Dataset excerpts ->
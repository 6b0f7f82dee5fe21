//! Column descriptors and width-dispatched column access.
//!
//! Every column of a table has a logical [`ColumnSize`]. Once the row counts and heap sizes of
//! an image are known, the layout pass ([`crate::metadata::tables::TableLayout`]) turns it into a
//! [`ColumnInfo`] with a fixed byte offset inside the row and a physical width of 1, 2 or 4
//! bytes. Column values are always handled as `u32`, reads widen and writes narrow.

use crate::{
    file::{
        io::{read_le_at, write_le_at},
        parser::Parser,
    },
    metadata::tables::types::{CodedIndexType, TableId, TableInfo},
    Result,
};

/// The logical size class of a column
#[derive(Clone, Copy, Debug, PartialEq, Eq, Hash)]
pub enum ColumnSize {
    /// A single byte
    Byte,
    /// A signed 16-bit value
    Int16,
    /// An unsigned 16-bit value
    UInt16,
    /// A signed 32-bit value
    Int32,
    /// An unsigned 32-bit value
    UInt32,
    /// An index into the `#Strings` heap
    Strings,
    /// An index into the `#GUID` heap
    Guid,
    /// An index into the `#Blob` heap
    Blob,
    /// A row id of the given table
    Table(TableId),
    /// A coded index
    Coded(CodedIndexType),
}

impl ColumnSize {
    /// Returns the physical width of this size class under `info`
    #[must_use]
    pub fn width(&self, info: &TableInfo) -> u8 {
        match self {
            ColumnSize::Byte => 1,
            ColumnSize::Int16 | ColumnSize::UInt16 => 2,
            ColumnSize::Int32 | ColumnSize::UInt32 => 4,
            ColumnSize::Strings => info.str_bytes(),
            ColumnSize::Guid => info.guid_bytes(),
            ColumnSize::Blob => info.blob_bytes(),
            ColumnSize::Table(table) => info.table_index_bytes(*table),
            ColumnSize::Coded(coded) => info.coded_index_bytes(*coded),
        }
    }
}

/// A column with its finalized layout
#[derive(Clone, Debug, PartialEq, Eq)]
pub struct ColumnInfo {
    index: usize,
    name: &'static str,
    size: ColumnSize,
    offset: usize,
    width: u8,
}

impl ColumnInfo {
    /// Create a column description with an explicit layout.
    ///
    /// ## Arguments
    /// * 'index'   - Zero based column index
    /// * 'name'    - Column name, only used for diagnostics
    /// * 'size'    - Logical size class
    /// * 'offset'  - Byte offset of the column inside a row
    /// * 'width'   - Physical width in bytes
    #[must_use]
    pub fn new(index: usize, name: &'static str, size: ColumnSize, offset: usize, width: u8) -> Self {
        ColumnInfo {
            index,
            name,
            size,
            offset,
            width,
        }
    }

    /// Zero based index of the column
    #[must_use]
    pub fn index(&self) -> usize {
        self.index
    }

    /// Name of the column
    #[must_use]
    pub fn name(&self) -> &'static str {
        self.name
    }

    /// Logical size class of the column
    #[must_use]
    pub fn size(&self) -> ColumnSize {
        self.size
    }

    /// Byte offset of the column inside a row
    #[must_use]
    pub fn offset(&self) -> usize {
        self.offset
    }

    /// Physical width of the column
    #[must_use]
    pub fn width(&self) -> u8 {
        self.width
    }

    /// Read the column value at the current position of `parser`.
    ///
    /// # Errors
    /// Returns [`crate::Error::OutOfBounds`] if the data is truncated.
    ///
    /// # Panics
    /// Panics if the width of this column is not 1, 2 or 4.
    pub fn read(&self, parser: &mut Parser) -> Result<u32> {
        match self.width {
            1 => Ok(u32::from(parser.read_le::<u8>()?)),
            2 => Ok(u32::from(parser.read_le::<u16>()?)),
            4 => parser.read_le::<u32>(),
            width => self.invalid_width(width),
        }
    }

    /// Write `value` at `offset`, narrowed to the width of this column, and advance `offset`.
    ///
    /// Values that do not fit are truncated, `0x1FFFF` written to a 2 byte column is `0xFFFF`.
    ///
    /// # Errors
    /// Returns [`crate::Error::OutOfBounds`] if the buffer is too small.
    ///
    /// # Panics
    /// Panics if the width of this column is not 1, 2 or 4.
    #[allow(clippy::cast_possible_truncation)]
    pub fn write(&self, data: &mut [u8], offset: &mut usize, value: u32) -> Result<()> {
        match self.width {
            1 => write_le_at::<u8>(data, offset, value as u8),
            2 => write_le_at::<u16>(data, offset, value as u16),
            4 => write_le_at::<u32>(data, offset, value),
            width => self.invalid_width(width),
        }
    }

    /// Read this column from a complete row.
    ///
    /// # Errors
    /// Returns [`crate::Error::OutOfBounds`] if the row is too short.
    ///
    /// # Panics
    /// Panics if the width of this column is not 1, 2 or 4.
    pub fn read_row(&self, row: &[u8]) -> Result<u32> {
        let mut offset = self.offset;
        match self.width {
            1 => Ok(u32::from(read_le_at::<u8>(row, &mut offset)?)),
            2 => Ok(u32::from(read_le_at::<u16>(row, &mut offset)?)),
            4 => read_le_at::<u32>(row, &mut offset),
            width => self.invalid_width(width),
        }
    }

    /// Write this column into a complete row.
    ///
    /// # Errors
    /// Returns [`crate::Error::OutOfBounds`] if the row is too short.
    ///
    /// # Panics
    /// Panics if the width of this column is not 1, 2 or 4.
    pub fn write_row(&self, row: &mut [u8], value: u32) -> Result<()> {
        let mut offset = self.offset;
        self.write(row, &mut offset, value)
    }

    fn invalid_width<T>(&self, width: u8) -> T {
        panic!(
            "column {} ({}) has invalid width {}",
            self.index, self.name, width
        )
    }
}

#[cfg(test)]
mod tests {
    use super::*;

    fn column(width: u8) -> ColumnInfo {
        ColumnInfo::new(0, "Test", ColumnSize::UInt32, 0, width)
    }

    #[test]
    fn width_dispatch() {
        let data = [0x01, 0x02, 0x03, 0x04, 0x05, 0x06, 0x07];
        let mut parser = Parser::new(&data);

        assert_eq!(column(1).read(&mut parser).unwrap(), 0x01);
        assert_eq!(column(2).read(&mut parser).unwrap(), 0x0302);
        assert_eq!(column(4).read(&mut parser).unwrap(), 0x0706_0504);
        assert!(column(1).read(&mut parser).is_err());
    }

    #[test]
    fn write_read_every_width() {
        for (width, values) in [
            (1u8, vec![0u32, 1, 0x7F, 0xFF]),
            (2, vec![0, 0x100, 0xFFFF]),
            (4, vec![0, 0x1_0000, 0xDEAD_BEEF, u32::MAX]),
        ] {
            let column = column(width);
            for value in values {
                let mut data = [0u8; 4];
                let mut offset = 0;
                column.write(&mut data, &mut offset, value).unwrap();
                assert_eq!(offset, width as usize);

                let mut parser = Parser::new(&data[..width as usize]);
                assert_eq!(column.read(&mut parser).unwrap(), value);
            }
        }
    }

    #[test]
    fn write_truncates() {
        let mut data = [0u8; 4];
        let mut offset = 0;
        column(2).write(&mut data, &mut offset, 0x1FFFF).unwrap();
        assert_eq!(offset, 2);
        assert_eq!(data, [0xFF, 0xFF, 0x00, 0x00]);

        let mut parser = Parser::new(&data);
        assert_eq!(column(2).read(&mut parser).unwrap(), 0xFFFF);

        let mut offset = 0;
        column(1).write(&mut data, &mut offset, 0x1234).unwrap();
        assert_eq!(data[0], 0x34);
    }

    #[test]
    fn row_access() {
        let column = ColumnInfo::new(1, "Name", ColumnSize::Strings, 2, 2);
        let mut row = [0u8; 6];
        column.write_row(&mut row, 0xABCD).unwrap();
        assert_eq!(row, [0x00, 0x00, 0xCD, 0xAB, 0x00, 0x00]);
        assert_eq!(column.read_row(&row).unwrap(), 0xABCD);
        assert!(column.read_row(&row[..3]).is_err());
    }

    #[test]
    #[should_panic(expected = "invalid width 3")]
    fn invalid_width_read() {
        let data = [0u8; 4];
        let mut parser = Parser::new(&data);
        let _ = column(3).read(&mut parser);
    }

    #[test]
    #[should_panic(expected = "invalid width 0")]
    fn invalid_width_write() {
        let mut data = [0u8; 4];
        let mut offset = 0;
        let _ = column(0).write(&mut data, &mut offset, 1);
    }

    #[test]
    fn size_widths() {
        let info = TableInfo::new_test(&[(TableId::TypeDef, 0x1_0000)], true, false, false);
        assert_eq!(ColumnSize::Byte.width(&info), 1);
        assert_eq!(ColumnSize::Int16.width(&info), 2);
        assert_eq!(ColumnSize::UInt32.width(&info), 4);
        assert_eq!(ColumnSize::Strings.width(&info), 4);
        assert_eq!(ColumnSize::Blob.width(&info), 2);
        assert_eq!(ColumnSize::Table(TableId::TypeDef).width(&info), 4);
        assert_eq!(ColumnSize::Table(TableId::Field).width(&info), 2);
        assert_eq!(
            ColumnSize::Coded(CodedIndexType::TypeDefOrRef).width(&info),
            4
        );
    }
}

The task -> Return all lines in the entries above that carry the word "metadata".

Answer space ->
//! an image are known, the layout pass ([`crate::metadata::tables::TableLayout`]) turns it into a
    metadata::tables::types::{CodedIndexType, TableId, TableInfo},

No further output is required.